[Work instruction]
Copy each line of the entries that contains the word "PathBuf".
^^^^^^^^
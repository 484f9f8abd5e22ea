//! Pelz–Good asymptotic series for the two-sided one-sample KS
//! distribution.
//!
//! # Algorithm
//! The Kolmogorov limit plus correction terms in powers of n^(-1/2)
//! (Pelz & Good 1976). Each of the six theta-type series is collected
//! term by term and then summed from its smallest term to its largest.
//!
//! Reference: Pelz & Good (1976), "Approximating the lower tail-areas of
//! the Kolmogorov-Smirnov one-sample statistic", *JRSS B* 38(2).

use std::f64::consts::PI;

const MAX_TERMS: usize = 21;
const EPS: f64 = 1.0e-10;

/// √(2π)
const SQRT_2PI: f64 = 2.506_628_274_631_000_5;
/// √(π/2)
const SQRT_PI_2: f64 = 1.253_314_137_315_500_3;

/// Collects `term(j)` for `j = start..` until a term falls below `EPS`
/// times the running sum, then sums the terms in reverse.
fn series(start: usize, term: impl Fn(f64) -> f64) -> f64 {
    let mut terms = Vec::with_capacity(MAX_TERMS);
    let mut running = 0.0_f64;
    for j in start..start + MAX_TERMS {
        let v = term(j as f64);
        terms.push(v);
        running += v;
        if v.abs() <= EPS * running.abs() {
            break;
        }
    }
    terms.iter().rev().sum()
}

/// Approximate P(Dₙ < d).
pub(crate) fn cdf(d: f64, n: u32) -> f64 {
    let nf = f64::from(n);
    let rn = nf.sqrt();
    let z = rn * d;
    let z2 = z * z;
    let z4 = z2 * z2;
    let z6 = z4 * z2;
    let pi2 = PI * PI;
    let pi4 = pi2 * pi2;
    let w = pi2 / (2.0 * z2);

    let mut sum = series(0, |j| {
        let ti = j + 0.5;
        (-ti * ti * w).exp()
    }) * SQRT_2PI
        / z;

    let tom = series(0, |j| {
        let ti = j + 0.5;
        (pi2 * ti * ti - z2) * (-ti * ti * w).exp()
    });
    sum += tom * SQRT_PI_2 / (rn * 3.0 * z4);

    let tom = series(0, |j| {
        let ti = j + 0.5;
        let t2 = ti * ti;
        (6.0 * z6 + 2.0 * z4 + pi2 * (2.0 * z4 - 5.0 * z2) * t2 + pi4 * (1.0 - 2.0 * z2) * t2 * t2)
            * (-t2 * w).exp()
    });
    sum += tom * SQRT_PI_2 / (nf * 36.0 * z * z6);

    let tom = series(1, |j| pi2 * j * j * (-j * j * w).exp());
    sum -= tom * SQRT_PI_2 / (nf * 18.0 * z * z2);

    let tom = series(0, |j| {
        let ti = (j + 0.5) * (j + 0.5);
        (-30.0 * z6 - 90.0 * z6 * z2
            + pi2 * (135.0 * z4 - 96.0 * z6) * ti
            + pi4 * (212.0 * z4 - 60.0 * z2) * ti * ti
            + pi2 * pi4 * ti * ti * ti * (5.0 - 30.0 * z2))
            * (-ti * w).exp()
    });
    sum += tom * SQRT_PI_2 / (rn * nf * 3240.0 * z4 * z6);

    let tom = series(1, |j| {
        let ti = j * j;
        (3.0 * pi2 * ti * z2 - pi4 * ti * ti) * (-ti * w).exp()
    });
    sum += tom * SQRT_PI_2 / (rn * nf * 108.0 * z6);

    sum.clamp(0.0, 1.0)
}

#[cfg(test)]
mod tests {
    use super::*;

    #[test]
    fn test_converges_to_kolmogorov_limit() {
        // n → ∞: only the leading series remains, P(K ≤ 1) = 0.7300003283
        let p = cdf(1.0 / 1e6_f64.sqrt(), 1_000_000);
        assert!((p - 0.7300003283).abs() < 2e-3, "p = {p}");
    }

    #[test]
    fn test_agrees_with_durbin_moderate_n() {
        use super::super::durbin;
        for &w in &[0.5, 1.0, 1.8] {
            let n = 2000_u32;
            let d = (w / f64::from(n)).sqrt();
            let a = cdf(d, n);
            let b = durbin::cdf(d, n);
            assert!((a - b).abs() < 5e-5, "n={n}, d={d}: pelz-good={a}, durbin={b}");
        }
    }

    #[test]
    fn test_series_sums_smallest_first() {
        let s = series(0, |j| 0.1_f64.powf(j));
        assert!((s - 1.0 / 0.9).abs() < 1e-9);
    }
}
^^^^^^^^
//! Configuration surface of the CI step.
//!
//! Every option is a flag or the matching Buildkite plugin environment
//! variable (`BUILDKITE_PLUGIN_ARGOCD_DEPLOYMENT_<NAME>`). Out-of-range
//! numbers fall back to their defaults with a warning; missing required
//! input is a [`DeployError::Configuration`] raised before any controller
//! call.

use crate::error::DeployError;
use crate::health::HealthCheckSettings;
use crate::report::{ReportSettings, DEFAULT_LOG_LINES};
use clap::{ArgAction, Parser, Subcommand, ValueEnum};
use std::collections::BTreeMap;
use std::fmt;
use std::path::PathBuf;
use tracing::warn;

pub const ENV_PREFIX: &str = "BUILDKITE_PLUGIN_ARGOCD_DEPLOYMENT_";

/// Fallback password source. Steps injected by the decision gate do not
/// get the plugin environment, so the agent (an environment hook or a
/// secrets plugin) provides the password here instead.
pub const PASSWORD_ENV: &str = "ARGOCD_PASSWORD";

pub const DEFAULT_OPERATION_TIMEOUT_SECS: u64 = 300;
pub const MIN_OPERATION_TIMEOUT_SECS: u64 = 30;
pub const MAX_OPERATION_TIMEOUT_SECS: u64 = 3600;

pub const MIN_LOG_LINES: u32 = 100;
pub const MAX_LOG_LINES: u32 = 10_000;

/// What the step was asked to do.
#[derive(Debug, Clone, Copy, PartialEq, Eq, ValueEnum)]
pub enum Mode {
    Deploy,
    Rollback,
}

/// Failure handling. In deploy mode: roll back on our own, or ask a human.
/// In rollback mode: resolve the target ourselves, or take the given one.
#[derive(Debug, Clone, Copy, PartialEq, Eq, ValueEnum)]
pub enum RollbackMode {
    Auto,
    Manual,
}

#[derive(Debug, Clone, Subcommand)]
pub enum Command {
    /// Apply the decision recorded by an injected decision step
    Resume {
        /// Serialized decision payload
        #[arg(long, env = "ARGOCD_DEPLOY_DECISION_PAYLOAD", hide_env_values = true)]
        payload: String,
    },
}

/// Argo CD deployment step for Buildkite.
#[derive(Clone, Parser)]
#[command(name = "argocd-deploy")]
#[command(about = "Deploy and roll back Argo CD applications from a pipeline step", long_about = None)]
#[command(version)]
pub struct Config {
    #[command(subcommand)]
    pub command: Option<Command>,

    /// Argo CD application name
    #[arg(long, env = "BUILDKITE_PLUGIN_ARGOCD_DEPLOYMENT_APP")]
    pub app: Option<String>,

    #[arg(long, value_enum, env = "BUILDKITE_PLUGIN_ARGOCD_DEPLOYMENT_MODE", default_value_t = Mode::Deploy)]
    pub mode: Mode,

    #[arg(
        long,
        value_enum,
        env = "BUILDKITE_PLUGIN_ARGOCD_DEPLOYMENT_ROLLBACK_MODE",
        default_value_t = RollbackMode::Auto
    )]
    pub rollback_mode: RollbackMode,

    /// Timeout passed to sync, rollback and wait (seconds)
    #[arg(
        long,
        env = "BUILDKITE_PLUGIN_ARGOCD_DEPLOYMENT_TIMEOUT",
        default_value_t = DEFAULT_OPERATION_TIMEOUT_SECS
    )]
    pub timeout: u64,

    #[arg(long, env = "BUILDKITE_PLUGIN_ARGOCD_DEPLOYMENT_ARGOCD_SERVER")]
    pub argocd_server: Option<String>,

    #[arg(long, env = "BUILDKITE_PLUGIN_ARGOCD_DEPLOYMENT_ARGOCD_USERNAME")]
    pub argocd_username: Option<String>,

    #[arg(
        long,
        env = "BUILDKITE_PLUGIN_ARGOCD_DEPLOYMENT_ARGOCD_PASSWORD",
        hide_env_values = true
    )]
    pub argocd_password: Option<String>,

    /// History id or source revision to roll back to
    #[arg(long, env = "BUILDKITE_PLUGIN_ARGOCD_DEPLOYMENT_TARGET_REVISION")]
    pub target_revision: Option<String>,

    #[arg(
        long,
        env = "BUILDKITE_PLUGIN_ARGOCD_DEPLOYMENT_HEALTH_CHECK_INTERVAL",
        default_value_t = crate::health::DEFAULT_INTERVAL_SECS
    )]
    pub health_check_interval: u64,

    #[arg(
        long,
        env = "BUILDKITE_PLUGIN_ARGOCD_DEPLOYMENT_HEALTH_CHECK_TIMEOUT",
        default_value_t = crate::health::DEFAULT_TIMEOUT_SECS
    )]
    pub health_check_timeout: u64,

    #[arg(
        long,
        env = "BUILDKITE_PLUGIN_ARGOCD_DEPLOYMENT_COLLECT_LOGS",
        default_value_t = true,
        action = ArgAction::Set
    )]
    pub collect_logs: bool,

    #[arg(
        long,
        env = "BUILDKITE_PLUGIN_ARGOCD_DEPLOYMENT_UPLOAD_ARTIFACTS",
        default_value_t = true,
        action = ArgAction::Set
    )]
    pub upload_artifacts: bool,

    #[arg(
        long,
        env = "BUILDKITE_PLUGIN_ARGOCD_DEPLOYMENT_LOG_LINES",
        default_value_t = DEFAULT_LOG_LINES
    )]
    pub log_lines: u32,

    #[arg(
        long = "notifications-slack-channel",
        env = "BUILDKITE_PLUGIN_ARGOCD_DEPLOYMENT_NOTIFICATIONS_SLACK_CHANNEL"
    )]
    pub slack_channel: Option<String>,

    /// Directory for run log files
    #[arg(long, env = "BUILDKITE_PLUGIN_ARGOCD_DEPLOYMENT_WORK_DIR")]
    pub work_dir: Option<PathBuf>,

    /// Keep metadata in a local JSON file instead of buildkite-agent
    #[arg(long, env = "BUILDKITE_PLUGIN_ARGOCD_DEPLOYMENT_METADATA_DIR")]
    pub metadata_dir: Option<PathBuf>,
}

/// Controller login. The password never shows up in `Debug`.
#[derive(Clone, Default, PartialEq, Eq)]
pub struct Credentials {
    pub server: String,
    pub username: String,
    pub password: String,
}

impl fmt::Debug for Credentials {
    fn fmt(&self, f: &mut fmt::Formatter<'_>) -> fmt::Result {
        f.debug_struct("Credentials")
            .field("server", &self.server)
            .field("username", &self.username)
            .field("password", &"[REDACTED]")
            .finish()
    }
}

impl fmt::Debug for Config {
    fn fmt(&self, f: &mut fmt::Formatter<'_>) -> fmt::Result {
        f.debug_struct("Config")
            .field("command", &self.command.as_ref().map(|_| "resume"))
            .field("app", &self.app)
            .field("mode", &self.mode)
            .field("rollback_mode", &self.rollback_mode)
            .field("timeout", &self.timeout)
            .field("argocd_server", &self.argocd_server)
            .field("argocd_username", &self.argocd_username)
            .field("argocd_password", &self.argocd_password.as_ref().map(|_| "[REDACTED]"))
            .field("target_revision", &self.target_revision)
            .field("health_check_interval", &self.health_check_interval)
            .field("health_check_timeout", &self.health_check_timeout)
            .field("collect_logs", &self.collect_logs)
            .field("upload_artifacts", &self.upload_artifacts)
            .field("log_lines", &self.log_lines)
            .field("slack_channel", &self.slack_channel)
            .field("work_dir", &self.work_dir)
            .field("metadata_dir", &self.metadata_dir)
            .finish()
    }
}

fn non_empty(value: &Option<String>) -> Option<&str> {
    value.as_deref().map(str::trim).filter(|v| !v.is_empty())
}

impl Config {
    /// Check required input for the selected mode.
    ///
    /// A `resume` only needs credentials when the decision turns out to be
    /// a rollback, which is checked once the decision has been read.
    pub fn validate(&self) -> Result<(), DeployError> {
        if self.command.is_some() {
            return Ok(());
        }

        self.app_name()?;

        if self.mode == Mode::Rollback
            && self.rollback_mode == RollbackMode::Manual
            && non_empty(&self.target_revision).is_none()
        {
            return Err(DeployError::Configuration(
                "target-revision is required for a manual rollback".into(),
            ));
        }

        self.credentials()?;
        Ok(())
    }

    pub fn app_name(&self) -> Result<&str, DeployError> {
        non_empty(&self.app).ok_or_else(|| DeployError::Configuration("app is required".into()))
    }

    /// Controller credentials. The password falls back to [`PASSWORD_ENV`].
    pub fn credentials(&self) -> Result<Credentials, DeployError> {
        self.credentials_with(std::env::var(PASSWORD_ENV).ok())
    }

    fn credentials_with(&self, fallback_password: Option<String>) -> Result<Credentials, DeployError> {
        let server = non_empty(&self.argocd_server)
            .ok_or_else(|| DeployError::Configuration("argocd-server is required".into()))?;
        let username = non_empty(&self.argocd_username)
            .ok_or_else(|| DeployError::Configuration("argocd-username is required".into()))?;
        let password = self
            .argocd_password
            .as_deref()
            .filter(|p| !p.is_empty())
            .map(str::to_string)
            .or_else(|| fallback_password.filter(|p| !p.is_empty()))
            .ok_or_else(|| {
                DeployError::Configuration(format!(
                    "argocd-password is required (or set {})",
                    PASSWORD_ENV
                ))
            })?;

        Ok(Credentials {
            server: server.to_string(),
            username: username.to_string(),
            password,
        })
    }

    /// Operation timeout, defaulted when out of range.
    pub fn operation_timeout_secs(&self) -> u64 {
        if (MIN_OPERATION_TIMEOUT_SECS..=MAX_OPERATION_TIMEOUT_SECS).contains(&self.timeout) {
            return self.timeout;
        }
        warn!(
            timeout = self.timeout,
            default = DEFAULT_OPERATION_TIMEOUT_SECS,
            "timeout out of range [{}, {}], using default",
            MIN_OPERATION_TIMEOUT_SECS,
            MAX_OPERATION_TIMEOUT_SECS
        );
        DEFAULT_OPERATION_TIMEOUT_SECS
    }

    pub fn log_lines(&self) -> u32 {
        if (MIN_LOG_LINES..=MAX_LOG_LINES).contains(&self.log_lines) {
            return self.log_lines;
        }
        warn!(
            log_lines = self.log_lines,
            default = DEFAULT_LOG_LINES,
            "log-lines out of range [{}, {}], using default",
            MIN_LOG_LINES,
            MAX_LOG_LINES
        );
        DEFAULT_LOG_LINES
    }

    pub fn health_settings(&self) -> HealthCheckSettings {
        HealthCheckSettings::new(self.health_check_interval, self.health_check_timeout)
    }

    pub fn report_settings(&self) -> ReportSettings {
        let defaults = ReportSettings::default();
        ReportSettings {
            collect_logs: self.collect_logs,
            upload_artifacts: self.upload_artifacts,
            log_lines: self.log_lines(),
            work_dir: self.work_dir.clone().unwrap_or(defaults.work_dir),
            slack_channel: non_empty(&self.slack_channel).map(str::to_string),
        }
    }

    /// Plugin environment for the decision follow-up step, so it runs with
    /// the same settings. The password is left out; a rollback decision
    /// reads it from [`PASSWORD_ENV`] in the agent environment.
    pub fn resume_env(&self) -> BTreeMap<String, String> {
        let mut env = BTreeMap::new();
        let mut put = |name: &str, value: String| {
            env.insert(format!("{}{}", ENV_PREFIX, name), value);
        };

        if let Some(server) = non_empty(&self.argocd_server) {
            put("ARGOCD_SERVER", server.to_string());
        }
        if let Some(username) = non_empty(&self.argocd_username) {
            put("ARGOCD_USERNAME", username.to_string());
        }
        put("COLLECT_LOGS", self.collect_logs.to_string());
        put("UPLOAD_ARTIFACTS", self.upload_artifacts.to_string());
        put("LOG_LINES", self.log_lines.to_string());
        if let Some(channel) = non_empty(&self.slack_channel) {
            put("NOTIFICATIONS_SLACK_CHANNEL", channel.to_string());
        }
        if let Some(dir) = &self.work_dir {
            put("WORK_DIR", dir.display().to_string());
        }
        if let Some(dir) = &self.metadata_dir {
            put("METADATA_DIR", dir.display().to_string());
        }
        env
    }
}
^^^^^^^^
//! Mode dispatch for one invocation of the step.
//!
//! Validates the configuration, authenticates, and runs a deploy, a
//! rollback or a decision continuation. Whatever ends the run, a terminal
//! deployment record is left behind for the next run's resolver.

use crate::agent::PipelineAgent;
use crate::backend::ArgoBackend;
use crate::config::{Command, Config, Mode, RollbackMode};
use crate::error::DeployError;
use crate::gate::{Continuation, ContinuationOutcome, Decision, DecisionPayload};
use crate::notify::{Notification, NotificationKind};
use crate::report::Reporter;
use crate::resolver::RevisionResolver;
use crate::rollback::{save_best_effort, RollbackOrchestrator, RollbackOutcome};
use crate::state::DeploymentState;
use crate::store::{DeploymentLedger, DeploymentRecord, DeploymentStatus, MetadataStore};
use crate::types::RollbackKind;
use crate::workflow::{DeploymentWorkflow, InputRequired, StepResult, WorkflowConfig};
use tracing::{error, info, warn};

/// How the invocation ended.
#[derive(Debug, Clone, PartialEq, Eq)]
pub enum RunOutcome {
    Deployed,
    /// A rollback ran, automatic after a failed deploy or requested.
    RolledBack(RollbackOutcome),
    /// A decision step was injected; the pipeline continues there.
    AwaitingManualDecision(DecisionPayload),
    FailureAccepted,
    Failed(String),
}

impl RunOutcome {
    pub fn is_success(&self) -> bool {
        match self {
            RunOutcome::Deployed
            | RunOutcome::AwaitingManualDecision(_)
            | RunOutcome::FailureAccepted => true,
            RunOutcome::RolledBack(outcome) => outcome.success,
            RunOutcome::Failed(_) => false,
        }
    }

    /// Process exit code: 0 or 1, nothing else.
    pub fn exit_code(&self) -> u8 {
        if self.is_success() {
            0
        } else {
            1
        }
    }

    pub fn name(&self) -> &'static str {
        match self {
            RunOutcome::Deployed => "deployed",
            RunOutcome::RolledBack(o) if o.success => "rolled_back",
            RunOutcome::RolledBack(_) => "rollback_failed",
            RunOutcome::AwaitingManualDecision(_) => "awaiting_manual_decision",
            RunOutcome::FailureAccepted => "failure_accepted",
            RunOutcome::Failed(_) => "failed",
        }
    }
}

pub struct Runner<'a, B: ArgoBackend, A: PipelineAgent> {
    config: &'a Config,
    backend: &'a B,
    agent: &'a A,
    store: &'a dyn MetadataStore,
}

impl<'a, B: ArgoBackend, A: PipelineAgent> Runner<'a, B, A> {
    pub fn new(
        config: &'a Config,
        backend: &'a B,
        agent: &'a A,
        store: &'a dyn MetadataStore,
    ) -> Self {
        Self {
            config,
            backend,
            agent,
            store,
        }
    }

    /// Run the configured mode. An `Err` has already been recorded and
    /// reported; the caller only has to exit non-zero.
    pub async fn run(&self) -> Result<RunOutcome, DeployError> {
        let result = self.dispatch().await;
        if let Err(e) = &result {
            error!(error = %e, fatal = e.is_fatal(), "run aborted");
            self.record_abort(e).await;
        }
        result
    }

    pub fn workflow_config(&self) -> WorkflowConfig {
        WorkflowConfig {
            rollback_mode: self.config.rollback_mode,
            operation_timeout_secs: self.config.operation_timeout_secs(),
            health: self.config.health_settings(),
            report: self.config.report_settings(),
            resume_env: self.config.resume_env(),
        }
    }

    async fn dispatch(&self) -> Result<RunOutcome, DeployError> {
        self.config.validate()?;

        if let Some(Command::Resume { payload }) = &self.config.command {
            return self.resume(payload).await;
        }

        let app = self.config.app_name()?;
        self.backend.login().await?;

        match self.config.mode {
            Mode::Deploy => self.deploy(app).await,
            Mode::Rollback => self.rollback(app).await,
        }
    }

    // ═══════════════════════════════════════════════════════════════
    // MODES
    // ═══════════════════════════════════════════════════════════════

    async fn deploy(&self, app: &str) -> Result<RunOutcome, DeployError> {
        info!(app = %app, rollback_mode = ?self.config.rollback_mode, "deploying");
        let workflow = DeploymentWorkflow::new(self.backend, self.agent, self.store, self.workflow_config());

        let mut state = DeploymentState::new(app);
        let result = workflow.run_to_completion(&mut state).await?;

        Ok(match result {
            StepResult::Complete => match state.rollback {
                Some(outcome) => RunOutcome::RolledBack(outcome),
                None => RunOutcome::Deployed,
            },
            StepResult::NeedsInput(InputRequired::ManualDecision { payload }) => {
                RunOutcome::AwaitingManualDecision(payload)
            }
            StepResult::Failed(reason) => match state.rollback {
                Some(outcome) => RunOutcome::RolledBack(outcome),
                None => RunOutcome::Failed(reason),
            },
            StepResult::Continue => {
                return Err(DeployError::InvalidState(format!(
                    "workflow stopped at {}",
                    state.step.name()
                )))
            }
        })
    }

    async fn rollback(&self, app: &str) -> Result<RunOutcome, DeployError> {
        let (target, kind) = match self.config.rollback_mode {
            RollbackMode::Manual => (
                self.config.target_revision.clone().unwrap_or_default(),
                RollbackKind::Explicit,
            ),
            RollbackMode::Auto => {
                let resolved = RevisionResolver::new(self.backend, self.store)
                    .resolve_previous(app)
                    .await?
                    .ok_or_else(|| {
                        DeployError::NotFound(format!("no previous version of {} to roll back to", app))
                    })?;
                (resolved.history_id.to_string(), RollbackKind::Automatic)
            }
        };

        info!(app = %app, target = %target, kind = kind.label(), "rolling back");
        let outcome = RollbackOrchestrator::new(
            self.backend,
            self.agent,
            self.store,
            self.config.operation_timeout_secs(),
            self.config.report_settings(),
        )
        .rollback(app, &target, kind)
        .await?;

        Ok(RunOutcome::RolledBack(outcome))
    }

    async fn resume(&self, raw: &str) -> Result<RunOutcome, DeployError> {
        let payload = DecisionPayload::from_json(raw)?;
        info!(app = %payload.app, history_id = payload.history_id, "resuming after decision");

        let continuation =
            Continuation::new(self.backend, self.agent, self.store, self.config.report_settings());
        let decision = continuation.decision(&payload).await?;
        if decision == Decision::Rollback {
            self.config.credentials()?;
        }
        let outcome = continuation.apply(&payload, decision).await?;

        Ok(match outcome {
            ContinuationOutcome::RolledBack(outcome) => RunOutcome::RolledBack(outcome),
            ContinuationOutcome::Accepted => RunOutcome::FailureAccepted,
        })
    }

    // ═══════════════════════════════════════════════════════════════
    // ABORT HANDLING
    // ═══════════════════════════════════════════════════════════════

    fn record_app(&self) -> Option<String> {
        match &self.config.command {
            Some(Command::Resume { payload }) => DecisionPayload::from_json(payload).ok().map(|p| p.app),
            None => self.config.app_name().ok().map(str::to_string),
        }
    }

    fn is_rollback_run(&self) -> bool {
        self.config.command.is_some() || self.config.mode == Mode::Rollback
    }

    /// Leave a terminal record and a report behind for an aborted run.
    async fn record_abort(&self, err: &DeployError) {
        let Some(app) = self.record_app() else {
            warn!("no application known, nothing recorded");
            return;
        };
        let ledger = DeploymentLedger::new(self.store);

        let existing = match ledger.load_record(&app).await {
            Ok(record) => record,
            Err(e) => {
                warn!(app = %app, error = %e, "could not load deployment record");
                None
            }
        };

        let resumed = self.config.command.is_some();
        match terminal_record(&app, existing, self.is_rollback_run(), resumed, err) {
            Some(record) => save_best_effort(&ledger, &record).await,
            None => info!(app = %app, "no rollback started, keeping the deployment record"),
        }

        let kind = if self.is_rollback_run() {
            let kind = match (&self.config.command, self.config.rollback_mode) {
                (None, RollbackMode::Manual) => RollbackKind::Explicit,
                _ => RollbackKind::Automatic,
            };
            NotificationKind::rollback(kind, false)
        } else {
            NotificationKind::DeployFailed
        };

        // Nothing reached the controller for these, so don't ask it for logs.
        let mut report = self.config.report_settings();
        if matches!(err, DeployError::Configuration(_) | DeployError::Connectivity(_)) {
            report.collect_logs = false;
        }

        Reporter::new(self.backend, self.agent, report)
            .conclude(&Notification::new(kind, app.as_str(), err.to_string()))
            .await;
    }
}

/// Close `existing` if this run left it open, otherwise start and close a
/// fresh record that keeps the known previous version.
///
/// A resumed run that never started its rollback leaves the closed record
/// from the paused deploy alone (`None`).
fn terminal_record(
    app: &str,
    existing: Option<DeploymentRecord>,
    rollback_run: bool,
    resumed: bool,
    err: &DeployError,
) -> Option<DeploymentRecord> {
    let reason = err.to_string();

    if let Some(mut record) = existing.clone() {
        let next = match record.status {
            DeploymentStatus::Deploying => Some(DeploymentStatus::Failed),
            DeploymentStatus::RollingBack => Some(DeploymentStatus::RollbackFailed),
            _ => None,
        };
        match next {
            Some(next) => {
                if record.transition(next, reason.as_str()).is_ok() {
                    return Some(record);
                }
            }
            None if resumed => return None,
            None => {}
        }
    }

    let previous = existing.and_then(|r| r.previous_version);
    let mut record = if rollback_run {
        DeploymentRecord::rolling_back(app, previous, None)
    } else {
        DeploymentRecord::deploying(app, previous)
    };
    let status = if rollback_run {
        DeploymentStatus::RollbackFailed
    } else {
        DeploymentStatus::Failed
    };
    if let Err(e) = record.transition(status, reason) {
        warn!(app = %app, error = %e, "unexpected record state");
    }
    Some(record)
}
^^^^^^^^
[Response to the task]
use std::path::PathBuf;
    pub work_dir: Option<PathBuf>,
    pub metadata_dir: Option<PathBuf>,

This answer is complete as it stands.